• [Instructions to follow] Beginning at the line that includes "and replay detection" in the entries below, print each line exactly as it appears, through the last one.

Saved entries
--

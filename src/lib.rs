//! # otp-auth – HOTP / TOTP authentication core
//!
//! One-time-password authentication against a flat-file credential store:
//!
//! - **RFC 4226 / 6238** – HOTP & TOTP generation with SHA-1, SHA-256, SHA-512
//! - **Window validation** – forward counter search (HOTP) and centre-outward
//!   time-step search (TOTP), against a literal OTP or a comparison callback
//! - **Secret codecs** – hex with a two-phase buffer protocol, base32 with
//!   whitespace and padding normalisation
//! - **Credential store** – line-oriented multi-user database with password
//!   policy, multi-token accounts, and replay detection
//! - **Crash-safe updates** – lock-protected write-new-then-rename commits
//!   that never leave the store half-written

pub mod otp;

--

• [Response to the task]
//!   policy, multi-token accounts, and replay detection
//! - **Crash-safe updates** – lock-protected write-new-then-rename commits
//!   that never leave the store half-written

pub mod otp;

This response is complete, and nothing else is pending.